» Problem statement
What must be returned is the number of lines in the records holding the word "omitted", with no other text.

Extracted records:
▼
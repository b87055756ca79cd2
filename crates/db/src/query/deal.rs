//! Deal filters.

use sea_orm::{ColumnTrait, QueryFilter};

use super::filter::FilterSet;
use crate::entities::deal::{Column, Entity};

/// Filter set for deal list queries.
///
/// `min_amount` / `max_amount` are cents; unparseable amounts are
/// fail-open like every other malformed filter value.
#[must_use]
pub fn filters() -> FilterSet<Entity> {
    FilterSet::new()
        .eq("status", Column::Status)
        .eq("client_id", Column::ClientId)
        .eq("lead_id", Column::LeadId)
        .eq("currency", Column::Currency)
        .keyword("keyword", vec![Column::Title])
        .date_from("start_date", Column::CreatedAt)
        .date_to("end_date", Column::CreatedAt)
        .register(
            "min_amount",
            Box::new(|select, value| {
                match value.as_str().and_then(|s| s.parse::<i64>().ok()) {
                    Some(cents) => select.filter(Column::AmountCents.gte(cents)),
                    None => select,
                }
            }),
        )
        .register(
            "max_amount",
            Box::new(|select, value| {
                match value.as_str().and_then(|s| s.parse::<i64>().ok()) {
                    Some(cents) => select.filter(Column::AmountCents.lte(cents)),
                    None => select,
                }
            }),
        )
}

#[cfg(test)]
mod tests {
    use super::*;
    use crate::query::FilterRequest;
    use sea_orm::{DbBackend, EntityTrait, QueryTrait, Select};

    fn sql(select: &Select<Entity>) -> String {
        select.build(DbBackend::Postgres).to_string()
    }

    #[test]
    fn test_amount_range_applies_both_bounds() {
        let mut request = FilterRequest::new();
        request.push("min_amount", "10000");
        request.push("max_amount", "500000");

        let query = sql(&filters().apply(Entity::find(), &request));
        assert!(query.contains(">="), "{query}");
        assert!(query.contains("<="), "{query}");
    }

    #[test]
    fn test_malformed_amount_fails_open() {
        let mut request = FilterRequest::new();
        request.push("min_amount", "lots");

        let base = Entity::find();
        let filtered = filters().apply(Entity::find(), &request);
        assert_eq!(sql(&base), sql(&filtered));
    }
}
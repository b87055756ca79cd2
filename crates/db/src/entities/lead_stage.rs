//! Lead stage history entity.

use chrono::{DateTime, Utc};
use sea_orm::entity::prelude::*;
use serde::{Deserialize, Serialize};

/// One visit of a lead to a stage. The row for the lead's current stage has
/// a null `exited_at`; moving the lead closes it and opens a new row.
#[derive(Clone, Debug, PartialEq, Eq, DeriveEntityModel, Serialize, Deserialize)]
#[sea_orm(table_name = "lead_stage")]
pub struct Model {
    /// Unique history row ID.
    #[sea_orm(primary_key, auto_increment = false)]
    pub id: String,

    /// Lead this row tracks.
    pub lead_id: String,

    /// Stage the lead was in.
    pub stage_id: String,

    /// When the lead entered the stage.
    pub entered_at: DateTime<Utc>,

    /// When the lead left the stage; null while current.
    #[sea_orm(nullable)]
    pub exited_at: Option<DateTime<Utc>>,
}

/// Relationships.
#[derive(Copy, Clone, Debug, EnumIter, DeriveRelation)]
pub enum Relation {
    #[sea_orm(
        belongs_to = "super::lead::Entity",
        from = "Column::LeadId",
        to = "super::lead::Column::Id"
    )]
    Lead,
    #[sea_orm(
        belongs_to = "super::stage::Entity",
        from = "Column::StageId",
        to = "super::stage::Column::Id"
    )]
    Stage,
}

impl Related<super::lead::Entity> for Entity {
    fn to() -> RelationDef {
        Relation::Lead.def()
    }
}

impl Related<super::stage::Entity> for Entity {
    fn to() -> RelationDef {
        Relation::Stage.def()
    }
}

impl ActiveModelBehavior for ActiveModel {}
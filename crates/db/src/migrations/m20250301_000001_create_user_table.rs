//! Create user table migration.

use sea_orm_migration::prelude::*;

#[derive(DeriveMigrationName)]
pub struct Migration;

#[async_trait::async_trait]
impl MigrationTrait for Migration {
    async fn up(&self, manager: &SchemaManager) -> Result<(), DbErr> {
        manager
            .create_table(
                Table::create()
                    .table(User::Table)
                    .if_not_exists()
                    .col(ColumnDef::new(User::Id).string_len(32).not_null().primary_key())
                    .col(ColumnDef::new(User::TenantId).string_len(32).not_null())
                    .col(ColumnDef::new(User::Username).string_len(128).not_null())
                    .col(ColumnDef::new(User::Email).string_len(256).not_null())
                    .col(ColumnDef::new(User::PasswordHash).string_len(256).not_null())
                    .col(ColumnDef::new(User::ApiToken).string_len(64))
                    .col(ColumnDef::new(User::IsAdmin).boolean().not_null().default(false))
                    .col(ColumnDef::new(User::Status).string_len(16).not_null().default("active"))
                    .col(
                        ColumnDef::new(User::CreatedAt)
                            .timestamp_with_time_zone()
                            .not_null()
                            .default(Expr::current_timestamp()),
                    )
                    .col(ColumnDef::new(User::UpdatedAt).timestamp_with_time_zone())
                    .to_owned(),
            )
            .await?;

        // Unique: username within a tenant
        manager
            .create_index(
                Index::create()
                    .name("idx_user_tenant_username")
                    .table(User::Table)
                    .col(User::TenantId)
                    .col(User::Username)
                    .unique()
                    .to_owned(),
            )
            .await?;

        // Index: api_token (for bearer-token auth lookups)
        manager
            .create_index(
                Index::create()
                    .name("idx_user_api_token")
                    .table(User::Table)
                    .col(User::ApiToken)
                    .to_owned(),
            )
            .await?;

        Ok(())
    }

    async fn down(&self, manager: &SchemaManager) -> Result<(), DbErr> {
        manager
            .drop_table(Table::drop().table(User::Table).to_owned())
            .await
    }
}

#[derive(DeriveIden)]
enum User {
    Table,
    Id,
    TenantId,
    Username,
    Email,
    PasswordHash,
    ApiToken,
    IsAdmin,
    Status,
    CreatedAt,
    UpdatedAt,
}
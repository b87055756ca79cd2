//! Lead service.
//!
//! The rules around stage movement live here: a lead only ever sits in a
//! stage of its own pipeline, and every move closes the open history row
//! and opens a new one.

use crm_common::{AppError, AppResult, IdGenerator};
use crm_db::entities::lead::{self, LeadStatus};
use crm_db::entities::lead_stage;
use crm_db::query::FilterRequest;
use crm_db::repositories::{LeadRepository, NewLead, PipelineRepository};
use serde::Deserialize;
use validator::Validate;

/// Input for creating a lead.
#[derive(Debug, Deserialize, Validate)]
pub struct CreateLeadInput {
    #[validate(length(min = 1, max = 256))]
    pub title: String,

    pub client_id: Option<String>,
    pub contact_id: Option<String>,

    /// Pipeline to open the lead in; the tenant's default when omitted.
    pub pipeline_id: Option<String>,

    /// Starting stage; the pipeline's first stage when omitted.
    pub stage_id: Option<String>,

    #[validate(length(max = 128))]
    pub source: Option<String>,

    pub assigned_to: Option<String>,
}

/// Service for leads.
#[derive(Clone)]
pub struct LeadService {
    lead_repo: LeadRepository,
    pipeline_repo: PipelineRepository,
    id_gen: IdGenerator,
}

impl LeadService {
    /// Create a new lead service.
    #[must_use]
    pub fn new(lead_repo: LeadRepository, pipeline_repo: PipelineRepository) -> Self {
        Self {
            lead_repo,
            pipeline_repo,
            id_gen: IdGenerator::new(),
        }
    }

    /// List leads of a tenant with filters and pagination.
    pub async fn list(
        &self,
        tenant_id: &str,
        request: &FilterRequest,
        limit: u64,
        offset: u64,
    ) -> AppResult<(Vec<lead::Model>, u64)> {
        self.lead_repo.list(tenant_id, request, limit, offset).await
    }

    /// Get a lead by ID.
    pub async fn get(&self, tenant_id: &str, id: &str) -> AppResult<Option<lead::Model>> {
        self.lead_repo.find_by_id(tenant_id, id).await
    }

    /// Create a lead in a pipeline stage, opening its stage history.
    pub async fn create(&self, tenant_id: &str, input: CreateLeadInput) -> AppResult<lead::Model> {
        input.validate()?;

        let pipeline = match &input.pipeline_id {
            Some(id) => self
                .pipeline_repo
                .find_by_id(tenant_id, id)
                .await?
                .ok_or_else(|| AppError::BadRequest(format!("Unknown pipeline: {id}")))?,
            None => self
                .pipeline_repo
                .find_default(tenant_id)
                .await?
                .ok_or_else(|| {
                    AppError::BadRequest("No pipeline given and no default pipeline".to_string())
                })?,
        };

        let stages = self.pipeline_repo.stages_of(&pipeline.id).await?;
        let stage_id = match &input.stage_id {
            Some(id) => stages
                .iter()
                .find(|s| s.id == *id)
                .map(|s| s.id.clone())
                .ok_or_else(|| {
                    AppError::BadRequest(format!(
                        "Stage {id} does not belong to pipeline {}",
                        pipeline.id
                    ))
                })?,
            None => stages
                .first()
                .map(|s| s.id.clone())
                .ok_or_else(|| {
                    AppError::BadRequest(format!("Pipeline {} has no stages", pipeline.id))
                })?,
        };

        let model = self
            .lead_repo
            .create(NewLead {
                id: self.id_gen.generate(),
                tenant_id: tenant_id.to_string(),
                title: input.title,
                client_id: input.client_id,
                contact_id: input.contact_id,
                pipeline_id: pipeline.id,
                stage_id,
                source: input.source,
                assigned_to: input.assigned_to,
                history_id: self.id_gen.generate(),
            })
            .await?;

        tracing::info!(lead_id = %model.id, tenant_id = tenant_id, "Lead created");
        Ok(model)
    }

    /// Move a lead to another stage of its pipeline. Moving to the current
    /// stage is a no-op.
    pub async fn move_to_stage(
        &self,
        tenant_id: &str,
        id: &str,
        stage_id: &str,
    ) -> AppResult<lead::Model> {
        let lead = self
            .lead_repo
            .find_by_id(tenant_id, id)
            .await?
            .ok_or_else(|| AppError::NotFound(format!("Lead not found: {id}")))?;

        if lead.status != LeadStatus::Open {
            return Err(AppError::Conflict("Lead is closed".to_string()));
        }
        if lead.stage_id == stage_id {
            return Ok(lead);
        }

        let stage = self
            .pipeline_repo
            .find_stage(stage_id)
            .await?
            .ok_or_else(|| AppError::BadRequest(format!("Unknown stage: {stage_id}")))?;
        if stage.pipeline_id != lead.pipeline_id {
            return Err(AppError::BadRequest(format!(
                "Stage {stage_id} does not belong to pipeline {}",
                lead.pipeline_id
            )));
        }

        let model = self
            .lead_repo
            .move_to_stage(lead, stage_id, self.id_gen.generate())
            .await?;

        tracing::info!(lead_id = %model.id, stage_id = stage_id, "Lead moved to stage");
        Ok(model)
    }

    /// Close a lead as won or lost.
    pub async fn close(
        &self,
        tenant_id: &str,
        id: &str,
        status: LeadStatus,
    ) -> AppResult<lead::Model> {
        if status == LeadStatus::Open {
            return Err(AppError::BadRequest(
                "Closing a lead requires won or lost".to_string(),
            ));
        }

        let lead = self
            .lead_repo
            .find_by_id(tenant_id, id)
            .await?
            .ok_or_else(|| AppError::NotFound(format!("Lead not found: {id}")))?;
        if lead.status != LeadStatus::Open {
            return Err(AppError::Conflict("Lead is already closed".to_string()));
        }

        let model = self.lead_repo.set_status(lead, status.clone()).await?;
        tracing::info!(lead_id = %model.id, status = ?status, "Lead closed");
        Ok(model)
    }

    /// Reassign a lead.
    pub async fn assign(
        &self,
        tenant_id: &str,
        id: &str,
        assigned_to: Option<String>,
    ) -> AppResult<lead::Model> {
        let lead = self
            .lead_repo
            .find_by_id(tenant_id, id)
            .await?
            .ok_or_else(|| AppError::NotFound(format!("Lead not found: {id}")))?;

        self.lead_repo.set_assignee(lead, assigned_to).await
    }

    /// Stage history of a lead, oldest first.
    pub async fn history(&self, tenant_id: &str, id: &str) -> AppResult<Vec<lead_stage::Model>> {
        self.lead_repo
            .find_by_id(tenant_id, id)
            .await?
            .ok_or_else(|| AppError::NotFound(format!("Lead not found: {id}")))?;

        self.lead_repo.stage_history(id).await
    }
}

#[cfg(test)]
mod tests {
    use super::*;
    use chrono::Utc;
    use crm_db::entities::stage;
    use sea_orm::{DatabaseBackend, DatabaseConnection, MockDatabase};
    use std::sync::Arc;

    fn service(db: Arc<DatabaseConnection>) -> LeadService {
        LeadService::new(LeadRepository::new(db.clone()), PipelineRepository::new(db))
    }

    fn mock_lead(id: &str, stage_id: &str, status: LeadStatus) -> lead::Model {
        lead::Model {
            id: id.to_string(),
            tenant_id: "t1".to_string(),
            title: "Rollout".to_string(),
            client_id: None,
            contact_id: None,
            pipeline_id: "p1".to_string(),
            stage_id: stage_id.to_string(),
            status,
            source: None,
            assigned_to: None,
            created_at: Utc::now(),
            updated_at: None,
        }
    }

    fn mock_stage(id: &str, pipeline_id: &str) -> stage::Model {
        stage::Model {
            id: id.to_string(),
            pipeline_id: pipeline_id.to_string(),
            name: "Stage".to_string(),
            position: 0,
            created_at: Utc::now(),
        }
    }

    #[tokio::test]
    async fn test_move_rejects_stage_of_another_pipeline() {
        let db = Arc::new(
            MockDatabase::new(DatabaseBackend::Postgres)
                .append_query_results([vec![mock_lead("l1", "s1", LeadStatus::Open)]])
                .append_query_results([vec![mock_stage("s9", "other-pipeline")]])
                .into_connection(),
        );

        let result = service(db).move_to_stage("t1", "l1", "s9").await;
        assert!(matches!(result, Err(AppError::BadRequest(_))));
    }

    #[tokio::test]
    async fn test_move_to_current_stage_is_a_noop() {
        let db = Arc::new(
            MockDatabase::new(DatabaseBackend::Postgres)
                .append_query_results([vec![mock_lead("l1", "s1", LeadStatus::Open)]])
                .into_connection(),
        );

        let lead = service(db).move_to_stage("t1", "l1", "s1").await.unwrap();
        assert_eq!(lead.stage_id, "s1");
    }

    #[tokio::test]
    async fn test_move_rejects_closed_lead() {
        let db = Arc::new(
            MockDatabase::new(DatabaseBackend::Postgres)
                .append_query_results([vec![mock_lead("l1", "s1", LeadStatus::Won)]])
                .into_connection(),
        );

        let result = service(db).move_to_stage("t1", "l1", "s2").await;
        assert!(matches!(result, Err(AppError::Conflict(_))));
    }

    #[tokio::test]
    async fn test_close_requires_a_final_status() {
        let db = Arc::new(MockDatabase::new(DatabaseBackend::Postgres).into_connection());

        let result = service(db).close("t1", "l1", LeadStatus::Open).await;
        assert!(matches!(result, Err(AppError::BadRequest(_))));
    }
}
use anyhow::Result;
use clap::Parser;
use gridingest::{
    config::Config,
    poller::Poller,
    schema::AliasTable,
    store::{FsObjectStore, SqliteRecordStore},
};
use std::{sync::Arc, time::Duration};
use tracing::info;
use tracing_subscriber::{fmt, EnvFilter};

/// Ingest poller: watches the incoming prefix for tabular files and loads
/// plant-level generation records into the store.
#[derive(Parser, Debug)]
#[command(name = "gridingest")]
struct Args {
    /// Run a single discovery pass and exit instead of polling.
    #[arg(long)]
    once: bool,

    /// Override the poll interval between passes.
    #[arg(long)]
    poll_seconds: Option<u64>,
}

#[tokio::main]
async fn main() -> Result<()> {
    dotenv::dotenv().ok();

    // ─── 1) init logging ─────────────────────────────────────────────
    let env = EnvFilter::try_from_default_env().unwrap_or_else(|_| EnvFilter::new("info"));
    fmt::Subscriber::builder()
        .with_env_filter(env)
        .with_span_events(fmt::format::FmtSpan::CLOSE)
        .init();
    info!("startup");

    // ─── 2) load configuration ───────────────────────────────────────
    let args = Args::parse();
    let config = Config::from_env()?;

    let aliases = match &config.alias_file {
        Some(path) => AliasTable::from_yaml_file(path)?,
        None => AliasTable::default(),
    };

    // ─── 3) build collaborators ──────────────────────────────────────
    let objects = Arc::new(FsObjectStore::new(&config.data_root, &config.bucket));
    let records = Arc::new(SqliteRecordStore::open(
        &config.db_path,
        &config.table_name,
    )?);

    let poller = Poller::new(
        objects,
        records,
        aliases,
        config.incoming_prefix.clone(),
        config.processed_prefix.clone(),
    );
    poller.ensure_collaborators().await?;
    info!(
        bucket = %config.bucket,
        prefix = %config.incoming_prefix,
        "watching incoming objects"
    );

    // ─── 4) run ──────────────────────────────────────────────────────
    if args.once {
        let summary = poller.run_pass().await?;
        info!(
            seen = summary.objects_seen,
            processed = summary.objects_processed,
            failed = summary.objects_failed,
            written = summary.records_written,
            skipped = summary.rows_skipped,
            "single pass complete"
        );
        return Ok(());
    }

    let interval = Duration::from_secs(args.poll_seconds.unwrap_or(config.poll_seconds));
    poller.run(interval).await
}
▲
» Finished task
2